Start of Given entries

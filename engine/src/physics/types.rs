//! Physics type re-exports from glam
//!
//! This module provides the core mathematical types used throughout
//! the physics system, re-exported from the glam library, plus the few
//! planar helpers the contact tests share.

pub use glam::{Vec2, Vec3};

/// Project a world-space vector onto the horizontal (XZ) plane.
#[inline]
pub fn planar(v: Vec3) -> Vec2 {
    Vec2::new(v.x, v.z)
}

/// Rotate a planar offset by `-yaw` so it lands in an obstacle's local frame.
///
/// Yaw is measured about +Y, matching `Vec3::new(yaw.sin(), 0.0, yaw.cos())` as
/// the local +Z axis expressed in world space.
#[inline]
pub fn to_local_planar(offset: Vec2, yaw: f32) -> Vec2 {
    if yaw == 0.0 {
        return offset;
    }
    let (sin, cos) = yaw.sin_cos();
    // Inverse of the world rotation x' = x*cos + z*sin, z' = -x*sin + z*cos.
    Vec2::new(offset.x * cos - offset.y * sin, offset.x * sin + offset.y * cos)
}

/// Rotate a planar offset by `+yaw` from an obstacle's local frame into world space.
#[inline]
pub fn to_world_planar(local: Vec2, yaw: f32) -> Vec2 {
    if yaw == 0.0 {
        return local;
    }
    let (sin, cos) = yaw.sin_cos();
    Vec2::new(local.x * cos + local.y * sin, -local.x * sin + local.y * cos)
}

/// Wrap an angle into the `[-PI, PI]` range.
pub fn wrap_angle(angle: f32) -> f32 {
    use std::f32::consts::{PI, TAU};
    if !angle.is_finite() {
        return 0.0;
    }
    let mut a = angle % TAU;
    if a > PI {
        a -= TAU;
    } else if a < -PI {
        a += TAU;
    }
    a
}
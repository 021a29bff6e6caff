//! Gameplay events
//!
//! Discrete things that happened during a frame, reported alongside the pose
//! export so the UI can react without diffing state.

use serde::Serialize;

/// Why the body was sent back to its checkpoint.
#[derive(Debug, Clone, Copy, PartialEq, Eq, Serialize)]
#[serde(tag = "kind", rename_all = "snake_case")]
pub enum RespawnCause {
    /// Touched the kill zone with this catalog index.
    KillZone { obstacle: usize },
    /// Dropped below the level's fall floor.
    FellOutOfWorld,
}

/// One event emitted by the simulation.
#[derive(Debug, Clone, Copy, PartialEq, Serialize)]
#[serde(tag = "event", rename_all = "snake_case")]
pub enum GameEvent {
    /// A checkpoint was reached for the first time.
    CheckpointReached { obstacle: usize, total: usize },
    Respawned {
        cause: RespawnCause,
        position: [f32; 3],
    },
    /// The body touched down after being airborne.
    Landed { obstacle: usize },
    JumpPadLaunched { obstacle: usize },
    /// A speed boost started while none was active.
    SpeedBoosted { obstacle: usize },
    SpeedBoostExpired,
    /// The body stood on a victory pad. Emitted once per session.
    VictoryReached { obstacle: usize },
}

impl GameEvent {
    /// True for events that reset the body's position.
    pub fn is_respawn(&self) -> bool {
        matches!(self, GameEvent::Respawned { .. })
    }
}
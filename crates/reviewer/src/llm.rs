//! Language-model summarization of lint findings.

use serde::{Deserialize, Serialize};
use std::time::Duration;
use tracing::warn;

/// Fallback when the endpoint answers without usable text.
const NO_RESPONSE: &str = "No response from LLM.";

/// Build the review prompt, embedding the user's priorities and the raw
/// lint output verbatim.
#[must_use]
pub fn build_prompt(priorities: &str, lint_output: &str) -> String {
    format!(
        "A user has asked for a Terraform PR review with the following priorities: \"{priorities}\".\n\n\
         Here are the TFLint results for the changed files (in JSON):\n{lint_output}\n\n\
         Please summarize the most important findings for the user, focusing on their stated priorities. \
         If possible, suggest actionable improvements."
    )
}

/// Completion request body (`stream: false` requests a single response).
#[derive(Debug, Serialize)]
struct GenerateRequest<'a> {
    model: &'a str,
    prompt: &'a str,
    stream: bool,
}

/// Completion response body.
#[derive(Debug, Deserialize)]
struct GenerateResponse {
    #[serde(default)]
    response: Option<String>,
}

/// Client for an Ollama-style completion endpoint.
#[derive(Debug, Clone)]
pub struct OllamaClient {
    client: reqwest::Client,
    url: String,
    model: String,
}

impl OllamaClient {
    /// Create a client for the given endpoint and model.
    ///
    /// # Errors
    ///
    /// Returns an error if the HTTP client cannot be created.
    pub fn new(
        url: impl Into<String>,
        model: impl Into<String>,
        timeout: Duration,
    ) -> Result<Self, reqwest::Error> {
        let client = reqwest::Client::builder().timeout(timeout).build()?;
        Ok(Self {
            client,
            url: url.into(),
            model: model.into(),
        })
    }

    /// Request a single non-streamed completion for the prompt.
    async fn generate(&self, prompt: &str) -> Result<String, reqwest::Error> {
        let request = GenerateRequest {
            model: &self.model,
            prompt,
            stream: false,
        };

        let response: GenerateResponse = self
            .client
            .post(&self.url)
            .json(&request)
            .send()
            .await?
            .json()
            .await?;

        Ok(response
            .response
            .filter(|s| !s.is_empty())
            .unwrap_or_else(|| NO_RESPONSE.to_string()))
    }

    /// Summarize lint output against the user's priorities.
    ///
    /// Never fails: endpoint errors degrade to a fallback string so the
    /// orchestrator always has some text to post.
    pub async fn summarize(&self, priorities: &str, lint_output: &str) -> String {
        let prompt = build_prompt(priorities, lint_output);
        match self.generate(&prompt).await {
            Ok(text) => text,
            Err(e) => {
                warn!(error = %e, "Model endpoint unreachable; posting fallback summary");
                format!("LLM error: {e}")
            }
        }
    }
}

End of Given entries

* **Task goal**
The whole listing above should be copied out exactly, line by line.

* **Response below**
filename engine/src/physics/types.rs
//! Physics type re-exports from glam
//!
//! This module provides the core mathematical types used throughout
//! the physics system, re-exported from the glam library, plus the few
//! planar helpers the contact tests share.

pub use glam::{Vec2, Vec3};

/// Project a world-space vector onto the horizontal (XZ) plane.
#[inline]
pub fn planar(v: Vec3) -> Vec2 {
    Vec2::new(v.x, v.z)
}

/// Rotate a planar offset by `-yaw` so it lands in an obstacle's local frame.
///
/// Yaw is measured about +Y, matching `Vec3::new(yaw.sin(), 0.0, yaw.cos())` as
/// the local +Z axis expressed in world space.
#[inline]
pub fn to_local_planar(offset: Vec2, yaw: f32) -> Vec2 {
    if yaw == 0.0 {
        return offset;
    }
    let (sin, cos) = yaw.sin_cos();
    // Inverse of the world rotation x' = x*cos + z*sin, z' = -x*sin + z*cos.
    Vec2::new(offset.x * cos - offset.y * sin, offset.x * sin + offset.y * cos)
}

/// Rotate a planar offset by `+yaw` from an obstacle's local frame into world space.
#[inline]
pub fn to_world_planar(local: Vec2, yaw: f32) -> Vec2 {
    if yaw == 0.0 {
        return local;
    }
    let (sin, cos) = yaw.sin_cos();
    Vec2::new(local.x * cos + local.y * sin, -local.x * sin + local.y * cos)
}

/// Wrap an angle into the `[-PI, PI]` range.
pub fn wrap_angle(angle: f32) -> f32 {
    use std::f32::consts::{PI, TAU};
    if !angle.is_finite() {
        return 0.0;
    }
    let mut a = angle % TAU;
    if a > PI {
        a -= TAU;
    } else if a < -PI {
        a += TAU;
    }
    a
}
repository 021a29bff6e6caff
//! Gameplay events
//!
//! Discrete things that happened during a frame, reported alongside the pose
//! export so the UI can react without diffing state.

use serde::Serialize;

/// Why the body was sent back to its checkpoint.
#[derive(Debug, Clone, Copy, PartialEq, Eq, Serialize)]
#[serde(tag = "kind", rename_all = "snake_case")]
pub enum RespawnCause {
    /// Touched the kill zone with this catalog index.
    KillZone { obstacle: usize },
    /// Dropped below the level's fall floor.
    FellOutOfWorld,
}

/// One event emitted by the simulation.
#[derive(Debug, Clone, Copy, PartialEq, Serialize)]
#[serde(tag = "event", rename_all = "snake_case")]
pub enum GameEvent {
    /// A checkpoint was reached for the first time.
    CheckpointReached { obstacle: usize, total: usize },
    Respawned {
        cause: RespawnCause,
        position: [f32; 3],
    },
    /// The body touched down after being airborne.
    Landed { obstacle: usize },
    JumpPadLaunched { obstacle: usize },
    /// A speed boost started while none was active.
    SpeedBoosted { obstacle: usize },
    SpeedBoostExpired,
    /// The body stood on a victory pad. Emitted once per session.
    VictoryReached { obstacle: usize },
}

impl GameEvent {
    /// True for events that reset the body's position.
    pub fn is_respawn(&self) -> bool {
        matches!(self, GameEvent::Respawned { .. })
    }
}
filename crates/reviewer/src/llm.rs
//! Language-model summarization of lint findings.

use serde::{Deserialize, Serialize};
use std::time::Duration;
use tracing::warn;

/// Fallback when the endpoint answers without usable text.
const NO_RESPONSE: &str = "No response from LLM.";

/// Build the review prompt, embedding the user's priorities and the raw
/// lint output verbatim.
#[must_use]
pub fn build_prompt(priorities: &str, lint_output: &str) -> String {
    format!(
        "A user has asked for a Terraform PR review with the following priorities: \"{priorities}\".\n\n\
         Here are the TFLint results for the changed files (in JSON):\n{lint_output}\n\n\
         Please summarize the most important findings for the user, focusing on their stated priorities. \
         If possible, suggest actionable improvements."
    )
}

/// Completion request body (`stream: false` requests a single response).
#[derive(Debug, Serialize)]
struct GenerateRequest<'a> {
    model: &'a str,
    prompt: &'a str,
    stream: bool,
}

/// Completion response body.
#[derive(Debug, Deserialize)]
struct GenerateResponse {
    #[serde(default)]
    response: Option<String>,
}

/// Client for an Ollama-style completion endpoint.
#[derive(Debug, Clone)]
pub struct OllamaClient {
    client: reqwest::Client,
    url: String,
    model: String,
}

impl OllamaClient {
    /// Create a client for the given endpoint and model.
    ///
    /// # Errors
    ///
    /// Returns an error if the HTTP client cannot be created.
    pub fn new(
        url: impl Into<String>,
        model: impl Into<String>,
        timeout: Duration,
    ) -> Result<Self, reqwest::Error> {
        let client = reqwest::Client::builder().timeout(timeout).build()?;
        Ok(Self {
            client,
            url: url.into(),
            model: model.into(),
        })
    }

    /// Request a single non-streamed completion for the prompt.
    async fn generate(&self, prompt: &str) -> Result<String, reqwest::Error> {
        let request = GenerateRequest {
            model: &self.model,
            prompt,
            stream: false,
        };

        let response: GenerateResponse = self
            .client
            .post(&self.url)
            .json(&request)
            .send()
            .await?
            .json()
            .await?;

        Ok(response
            .response
            .filter(|s| !s.is_empty())
            .unwrap_or_else(|| NO_RESPONSE.to_string()))
    }

    /// Summarize lint output against the user's priorities.
    ///
    /// Never fails: endpoint errors degrade to a fallback string so the
    /// orchestrator always has some text to post.
    pub async fn summarize(&self, priorities: &str, lint_output: &str) -> String {
        let prompt = build_prompt(priorities, lint_output);
        match self.generate(&prompt).await {
            Ok(text) => text,
            Err(e) => {
                warn!(error = %e, "Model endpoint unreachable; posting fallback summary");
                format!("LLM error: {e}")
            }
        }
    }
}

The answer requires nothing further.